YOUR INSTRUCTIONS -> Return the records verbatim.
-- -- --
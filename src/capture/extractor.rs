use crate::capture::decoder::RawPage;
use schemars::JsonSchema;
use serde::{Deserialize, Serialize};
use serde_json::Value;

/// Base URL of a user's profile page
pub const PROFILE_URL_BASE: &str = "https://www.douyin.com/user/";

/// Canonical user profile harvested from the following list.
///
/// `uid` is the identity key; two records with the same `uid` are the same user.
#[derive(Debug, Clone, PartialEq, Eq, Serialize, Deserialize, JsonSchema)]
pub struct ProfileRecord {
    /// Stable, non-empty user identifier
    pub uid: String,

    #[serde(default)]
    pub nickname: String,

    /// Free-text bio, may span several lines
    #[serde(default)]
    pub signature: String,

    /// Identifier used in profile URLs
    #[serde(default)]
    pub sec_uid: String,

    #[serde(default)]
    pub follower_count: u64,

    #[serde(default)]
    pub unique_id: String,
}

impl ProfileRecord {
    pub fn new(uid: impl Into<String>) -> Self {
        Self {
            uid: uid.into(),
            nickname: String::new(),
            signature: String::new(),
            sec_uid: String::new(),
            follower_count: 0,
            unique_id: String::new(),
        }
    }

    pub fn with_nickname(mut self, nickname: impl Into<String>) -> Self {
        self.nickname = nickname.into();
        self
    }

    pub fn with_signature(mut self, signature: impl Into<String>) -> Self {
        self.signature = signature.into();
        self
    }

    pub fn with_sec_uid(mut self, sec_uid: impl Into<String>) -> Self {
        self.sec_uid = sec_uid.into();
        self
    }

    pub fn with_follower_count(mut self, follower_count: u64) -> Self {
        self.follower_count = follower_count;
        self
    }

    pub fn profile_url(&self) -> String {
        format!("{}{}", PROFILE_URL_BASE, self.sec_uid)
    }

    /// Normalize one list entry. Returns `None` when no usable uid is present.
    pub fn from_item(item: &Value) -> Option<Self> {
        let uid = match item.get("uid")? {
            Value::String(s) if !s.trim().is_empty() => s.clone(),
            Value::Number(n) => n.to_string(),
            _ => return None,
        };

        Some(Self {
            uid,
            nickname: string_field(item, "nickname"),
            signature: string_field(item, "signature"),
            sec_uid: string_field(item, "sec_uid"),
            follower_count: item.get("follower_count").and_then(count_field).unwrap_or(0),
            unique_id: string_field(item, "unique_id"),
        })
    }
}

/// Non-negative whole number, whether encoded as an integer or as a float like `100.0`
fn count_field(value: &Value) -> Option<u64> {
    if let Some(n) = value.as_u64() {
        return Some(n);
    }

    let f = value.as_f64()?;
    (f >= 0.0 && f.fract() == 0.0 && f <= u64::MAX as f64).then_some(f as u64)
}

fn string_field(item: &Value, key: &str) -> String {
    item.get(key).and_then(Value::as_str).unwrap_or_default().to_string()
}

/// Records extracted from one page
#[derive(Debug, Clone, Default, PartialEq, Eq)]
pub struct Extraction {
    /// In page order
    pub records: Vec<ProfileRecord>,

    /// Items dropped for lacking a uid
    pub skipped: usize,
}

/// Map every item of a page to a record, keeping page order
pub fn extract_records(page: &RawPage) -> Extraction {
    let mut extraction = Extraction::default();

    for (position, item) in page.items.iter().enumerate() {
        match ProfileRecord::from_item(item) {
            Some(record) => extraction.records.push(record),
            None => {
                log::debug!("Skipping item {} without a uid", position);
                extraction.skipped += 1;
            }
        }
    }

    extraction
}

#[cfg(test)]
mod tests {
    use super::*;
    use serde_json::json;

    fn page(items: Value) -> RawPage {
        RawPage::from_envelope(json!({"status_code": 0, "followings": items})).unwrap()
    }

    #[test]
    fn test_full_item() {
        let item = json!({
            "uid": "100",
            "nickname": "Alice",
            "signature": "line one\nline two",
            "sec_uid": "MS4wLjAB",
            "follower_count": 12345,
            "unique_id": "alice_cos"
        });

        let record = ProfileRecord::from_item(&item).unwrap();
        assert_eq!(record.uid, "100");
        assert_eq!(record.signature, "line one\nline two");
        assert_eq!(record.follower_count, 12345);
        assert_eq!(record.unique_id, "alice_cos");
        assert_eq!(record.profile_url(), "https://www.douyin.com/user/MS4wLjAB");
    }

    #[test]
    fn test_defaults_for_missing_fields() {
        let record = ProfileRecord::from_item(&json!({"uid": "7"})).unwrap();
        assert_eq!(record, ProfileRecord::new("7"));
    }

    #[test]
    fn test_non_numeric_follower_count() {
        let record = ProfileRecord::from_item(&json!({"uid": "7", "follower_count": "lots"})).unwrap();
        assert_eq!(record.follower_count, 0);

        let record = ProfileRecord::from_item(&json!({"uid": "7", "follower_count": -3})).unwrap();
        assert_eq!(record.follower_count, 0);
    }

    #[test]
    fn test_whole_float_follower_count() {
        let record = ProfileRecord::from_item(&json!({"uid": "7", "follower_count": 100.0})).unwrap();
        assert_eq!(record.follower_count, 100);

        let record = ProfileRecord::from_item(&json!({"uid": "7", "follower_count": 2.5})).unwrap();
        assert_eq!(record.follower_count, 0);

        let record = ProfileRecord::from_item(&json!({"uid": "7", "follower_count": -4.0})).unwrap();
        assert_eq!(record.follower_count, 0);
    }

    #[test]
    fn test_numeric_uid() {
        let record = ProfileRecord::from_item(&json!({"uid": 98765})).unwrap();
        assert_eq!(record.uid, "98765");
    }

    #[test]
    fn test_missing_or_empty_uid() {
        assert!(ProfileRecord::from_item(&json!({"nickname": "noUid"})).is_none());
        assert!(ProfileRecord::from_item(&json!({"uid": ""})).is_none());
        assert!(ProfileRecord::from_item(&json!({"uid": null})).is_none());
        assert!(ProfileRecord::from_item(&json!("not an object")).is_none());
    }

    #[test]
    fn test_extract_skips_bad_items_and_keeps_order() {
        let extraction = extract_records(&page(json!([
            {"uid": "B", "nickname": "second"},
            {"nickname": "noUid"},
            {"uid": "A", "nickname": "first"}
        ])));

        assert_eq!(extraction.skipped, 1);
        let uids: Vec<_> = extraction.records.iter().map(|r| r.uid.as_str()).collect();
        assert_eq!(uids, ["B", "A"]);
    }

    #[test]
    fn test_serialized_field_names() {
        let value = serde_json::to_value(ProfileRecord::new("1")).unwrap();
        let mut keys: Vec<_> = value.as_object().unwrap().keys().cloned().collect();
        keys.sort();
        assert_eq!(
            keys,
            ["follower_count", "nickname", "sec_uid", "signature", "uid", "unique_id"]
        );
    }
}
-- -- --
RESPONSE TO THIS TASK ->
filename src/capture/extractor.rs
use crate::capture::decoder::RawPage;
use schemars::JsonSchema;
use serde::{Deserialize, Serialize};
use serde_json::Value;

/// Base URL of a user's profile page
pub const PROFILE_URL_BASE: &str = "https://www.douyin.com/user/";

/// Canonical user profile harvested from the following list.
///
/// `uid` is the identity key; two records with the same `uid` are the same user.
#[derive(Debug, Clone, PartialEq, Eq, Serialize, Deserialize, JsonSchema)]
pub struct ProfileRecord {
    /// Stable, non-empty user identifier
    pub uid: String,

    #[serde(default)]
    pub nickname: String,

    /// Free-text bio, may span several lines
    #[serde(default)]
    pub signature: String,

    /// Identifier used in profile URLs
    #[serde(default)]
    pub sec_uid: String,

    #[serde(default)]
    pub follower_count: u64,

    #[serde(default)]
    pub unique_id: String,
}

impl ProfileRecord {
    pub fn new(uid: impl Into<String>) -> Self {
        Self {
            uid: uid.into(),
            nickname: String::new(),
            signature: String::new(),
            sec_uid: String::new(),
            follower_count: 0,
            unique_id: String::new(),
        }
    }

    pub fn with_nickname(mut self, nickname: impl Into<String>) -> Self {
        self.nickname = nickname.into();
        self
    }

    pub fn with_signature(mut self, signature: impl Into<String>) -> Self {
        self.signature = signature.into();
        self
    }

    pub fn with_sec_uid(mut self, sec_uid: impl Into<String>) -> Self {
        self.sec_uid = sec_uid.into();
        self
    }

    pub fn with_follower_count(mut self, follower_count: u64) -> Self {
        self.follower_count = follower_count;
        self
    }

    pub fn profile_url(&self) -> String {
        format!("{}{}", PROFILE_URL_BASE, self.sec_uid)
    }

    /// Normalize one list entry. Returns `None` when no usable uid is present.
    pub fn from_item(item: &Value) -> Option<Self> {
        let uid = match item.get("uid")? {
            Value::String(s) if !s.trim().is_empty() => s.clone(),
            Value::Number(n) => n.to_string(),
            _ => return None,
        };

        Some(Self {
            uid,
            nickname: string_field(item, "nickname"),
            signature: string_field(item, "signature"),
            sec_uid: string_field(item, "sec_uid"),
            follower_count: item.get("follower_count").and_then(count_field).unwrap_or(0),
            unique_id: string_field(item, "unique_id"),
        })
    }
}

/// Non-negative whole number, whether encoded as an integer or as a float like `100.0`
fn count_field(value: &Value) -> Option<u64> {
    if let Some(n) = value.as_u64() {
        return Some(n);
    }

    let f = value.as_f64()?;
    (f >= 0.0 && f.fract() == 0.0 && f <= u64::MAX as f64).then_some(f as u64)
}

fn string_field(item: &Value, key: &str) -> String {
    item.get(key).and_then(Value::as_str).unwrap_or_default().to_string()
}

/// Records extracted from one page
#[derive(Debug, Clone, Default, PartialEq, Eq)]
pub struct Extraction {
    /// In page order
    pub records: Vec<ProfileRecord>,

    /// Items dropped for lacking a uid
    pub skipped: usize,
}

/// Map every item of a page to a record, keeping page order
pub fn extract_records(page: &RawPage) -> Extraction {
    let mut extraction = Extraction::default();

    for (position, item) in page.items.iter().enumerate() {
        match ProfileRecord::from_item(item) {
            Some(record) => extraction.records.push(record),
            None => {
                log::debug!("Skipping item {} without a uid", position);
                extraction.skipped += 1;
            }
        }
    }

    extraction
}

#[cfg(test)]
mod tests {
    use super::*;
    use serde_json::json;

    fn page(items: Value) -> RawPage {
        RawPage::from_envelope(json!({"status_code": 0, "followings": items})).unwrap()
    }

    #[test]
    fn test_full_item() {
        let item = json!({
            "uid": "100",
            "nickname": "Alice",
            "signature": "line one\nline two",
            "sec_uid": "MS4wLjAB",
            "follower_count": 12345,
            "unique_id": "alice_cos"
        });

        let record = ProfileRecord::from_item(&item).unwrap();
        assert_eq!(record.uid, "100");
        assert_eq!(record.signature, "line one\nline two");
        assert_eq!(record.follower_count, 12345);
        assert_eq!(record.unique_id, "alice_cos");
        assert_eq!(record.profile_url(), "https://www.douyin.com/user/MS4wLjAB");
    }

    #[test]
    fn test_defaults_for_missing_fields() {
        let record = ProfileRecord::from_item(&json!({"uid": "7"})).unwrap();
        assert_eq!(record, ProfileRecord::new("7"));
    }

    #[test]
    fn test_non_numeric_follower_count() {
        let record = ProfileRecord::from_item(&json!({"uid": "7", "follower_count": "lots"})).unwrap();
        assert_eq!(record.follower_count, 0);

        let record = ProfileRecord::from_item(&json!({"uid": "7", "follower_count": -3})).unwrap();
        assert_eq!(record.follower_count, 0);
    }

    #[test]
    fn test_whole_float_follower_count() {
        let record = ProfileRecord::from_item(&json!({"uid": "7", "follower_count": 100.0})).unwrap();
        assert_eq!(record.follower_count, 100);

        let record = ProfileRecord::from_item(&json!({"uid": "7", "follower_count": 2.5})).unwrap();
        assert_eq!(record.follower_count, 0);

        let record = ProfileRecord::from_item(&json!({"uid": "7", "follower_count": -4.0})).unwrap();
        assert_eq!(record.follower_count, 0);
    }

    #[test]
    fn test_numeric_uid() {
        let record = ProfileRecord::from_item(&json!({"uid": 98765})).unwrap();
        assert_eq!(record.uid, "98765");
    }

    #[test]
    fn test_missing_or_empty_uid() {
        assert!(ProfileRecord::from_item(&json!({"nickname": "noUid"})).is_none());
        assert!(ProfileRecord::from_item(&json!({"uid": ""})).is_none());
        assert!(ProfileRecord::from_item(&json!({"uid": null})).is_none());
        assert!(ProfileRecord::from_item(&json!("not an object")).is_none());
    }

    #[test]
    fn test_extract_skips_bad_items_and_keeps_order() {
        let extraction = extract_records(&page(json!([
            {"uid": "B", "nickname": "second"},
            {"nickname": "noUid"},
            {"uid": "A", "nickname": "first"}
        ])));

        assert_eq!(extraction.skipped, 1);
        let uids: Vec<_> = extraction.records.iter().map(|r| r.uid.as_str()).collect();
        assert_eq!(uids, ["B", "A"]);
    }

    #[test]
    fn test_serialized_field_names() {
        let value = serde_json::to_value(ProfileRecord::new("1")).unwrap();
        let mut keys: Vec<_> = value.as_object().unwrap().keys().cloned().collect();
        keys.sort();
        assert_eq!(
            keys,
            ["follower_count", "nickname", "sec_uid", "signature", "uid", "unique_id"]
        );
    }
}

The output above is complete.